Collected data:
☆ ☆ ☆

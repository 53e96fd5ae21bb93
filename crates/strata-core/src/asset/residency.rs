// Copyright 2025 eraflo
//
// Licensed under the Apache License, Version 2.0 (the "License");
// you may not use this file except in compliance with the License.
// You may obtain a copy of the License at
//
//     http://www.apache.org/licenses/LICENSE-2.0
//
// Unless required by applicable law or agreed to in writing, software
// distributed under the License is distributed on an "AS IS" BASIS,
// WITHOUT WARRANTIES OR CONDITIONS OF ANY KIND, either express or implied.
// See the License for the specific language governing permissions and
// limitations under the License.

//! Residency tiers, floor policies and the time thresholds that drive demotion.

use super::error::PolicyError;
use serde::{Deserialize, Serialize};

/// Default time after the last use before an `Active` resource leaves the device.
pub const DEFAULT_ACTIVE_TIME_LIMIT_MS: u64 = 10_000;
/// Default time after the last use before a `Cached` resource leaves host memory.
pub const DEFAULT_CACHE_TIME_LIMIT_MS: u64 = 60_000;

/// The storage tier a resource currently occupies.
///
/// Tiers are totally ordered: `Storage < Cached < Active`.
#[derive(Debug, Clone, Copy, PartialEq, Eq, PartialOrd, Ord, Hash, Serialize, Deserialize)]
pub enum ResidencyState {
    /// Only the source on disk exists.
    Storage,
    /// The decoded payload is held in host memory.
    Cached,
    /// The payload is resident on the device.
    Active,
}

/// The minimum tier a resource must be kept at.
///
/// A sweep never demotes a resource below its policy.
#[derive(
    Debug, Clone, Copy, Default, PartialEq, Eq, PartialOrd, Ord, Hash, Serialize, Deserialize,
)]
pub enum ResidencyPolicy {
    /// The resource may be evicted all the way back to disk.
    #[default]
    Storage,
    /// The host copy is kept; only the device copy may be evicted.
    Cached,
    /// The resource is pinned on the device.
    Active,
}

impl ResidencyPolicy {
    /// Returns the lowest state that satisfies this policy.
    pub fn floor_state(self) -> ResidencyState {
        match self {
            Self::Storage => ResidencyState::Storage,
            Self::Cached => ResidencyState::Cached,
            Self::Active => ResidencyState::Active,
        }
    }
}

impl ResidencyState {
    /// Returns `true` if holding this state satisfies `policy`.
    pub fn satisfies(self, policy: ResidencyPolicy) -> bool {
        self >= policy.floor_state()
    }
}

/// The pair of idle thresholds, in milliseconds, that govern demotion.
///
/// The active limit is always strictly below the cache limit and both are
/// positive; [`TimeLimits::new`] is the only way to build one.
#[derive(Debug, Clone, Copy, PartialEq, Eq, Hash)]
pub struct TimeLimits {
    active_ms: u64,
    cache_ms: u64,
}

impl TimeLimits {
    /// Validates and builds a pair of thresholds.
    ///
    /// # Errors
    /// Returns [`PolicyError::ZeroThreshold`] if either limit is zero and
    /// [`PolicyError::ThresholdOrder`] unless `active_ms < cache_ms`.
    pub fn new(active_ms: u64, cache_ms: u64) -> Result<Self, PolicyError> {
        if active_ms == 0 || cache_ms == 0 {
            return Err(PolicyError::ZeroThreshold);
        }
        if active_ms >= cache_ms {
            return Err(PolicyError::ThresholdOrder {
                active_ms,
                cache_ms,
            });
        }
        Ok(Self {
            active_ms,
            cache_ms,
        })
    }

    /// Idle time after which an `Active` resource may drop to `Cached`.
    pub fn active_ms(&self) -> u64 {
        self.active_ms
    }

    /// Idle time after which a `Cached` resource may drop to `Storage`.
    pub fn cache_ms(&self) -> u64 {
        self.cache_ms
    }
}

impl Default for TimeLimits {
    fn default() -> Self {
        Self {
            active_ms: DEFAULT_ACTIVE_TIME_LIMIT_MS,
            cache_ms: DEFAULT_CACHE_TIME_LIMIT_MS,
        }
    }
}

/// The residency configuration a record is created with.
///
/// This is the serializable form used by [`ResidencyConfig`](crate::ResidencyConfig);
/// the thresholds are only validated when turned into [`TimeLimits`].
#[derive(Debug, Clone, PartialEq, Eq, Serialize, Deserialize)]
#[serde(default)]
pub struct ResidencySettings {
    /// The floor the record is promoted to on creation and never swept below.
    pub policy: ResidencyPolicy,
    /// See [`TimeLimits::active_ms`].
    pub active_time_limit_ms: u64,
    /// See [`TimeLimits::cache_ms`].
    pub cache_time_limit_ms: u64,
}

impl ResidencySettings {
    /// Builds settings from an already validated pair of limits.
    pub fn new(policy: ResidencyPolicy, limits: TimeLimits) -> Self {
        Self {
            policy,
            active_time_limit_ms: limits.active_ms(),
            cache_time_limit_ms: limits.cache_ms(),
        }
    }

    /// Returns a copy with a different policy.
    pub fn with_policy(mut self, policy: ResidencyPolicy) -> Self {
        self.policy = policy;
        self
    }

    /// Validates the thresholds.
    pub fn time_limits(&self) -> Result<TimeLimits, PolicyError> {
        TimeLimits::new(self.active_time_limit_ms, self.cache_time_limit_ms)
    }
}

impl Default for ResidencySettings {
    fn default() -> Self {
        Self::new(ResidencyPolicy::default(), TimeLimits::default())
    }
}

/// What a single [`demote_if_stale`](crate::asset::ResourceRecord::demote_if_stale)
/// call did to a record.
#[derive(Debug, Clone, Copy, PartialEq, Eq)]
pub struct Demotion {
    /// State before the call.
    pub from: ResidencyState,
    /// State after the call.
    pub to: ResidencyState,
    /// `true` if a demotion hook failed and the record stayed higher than the
    /// thresholds asked for.
    pub failed: bool,
}

impl Demotion {
    /// Returns `true` if the record moved down at least one tier.
    pub fn is_demoted(&self) -> bool {
        self.to < self.from
    }
}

☆ ☆ ☆

* **What you have to do**
Say how many lines of the data include the string "validated". Nothing other than the number should be given.

* **Exercise output**
2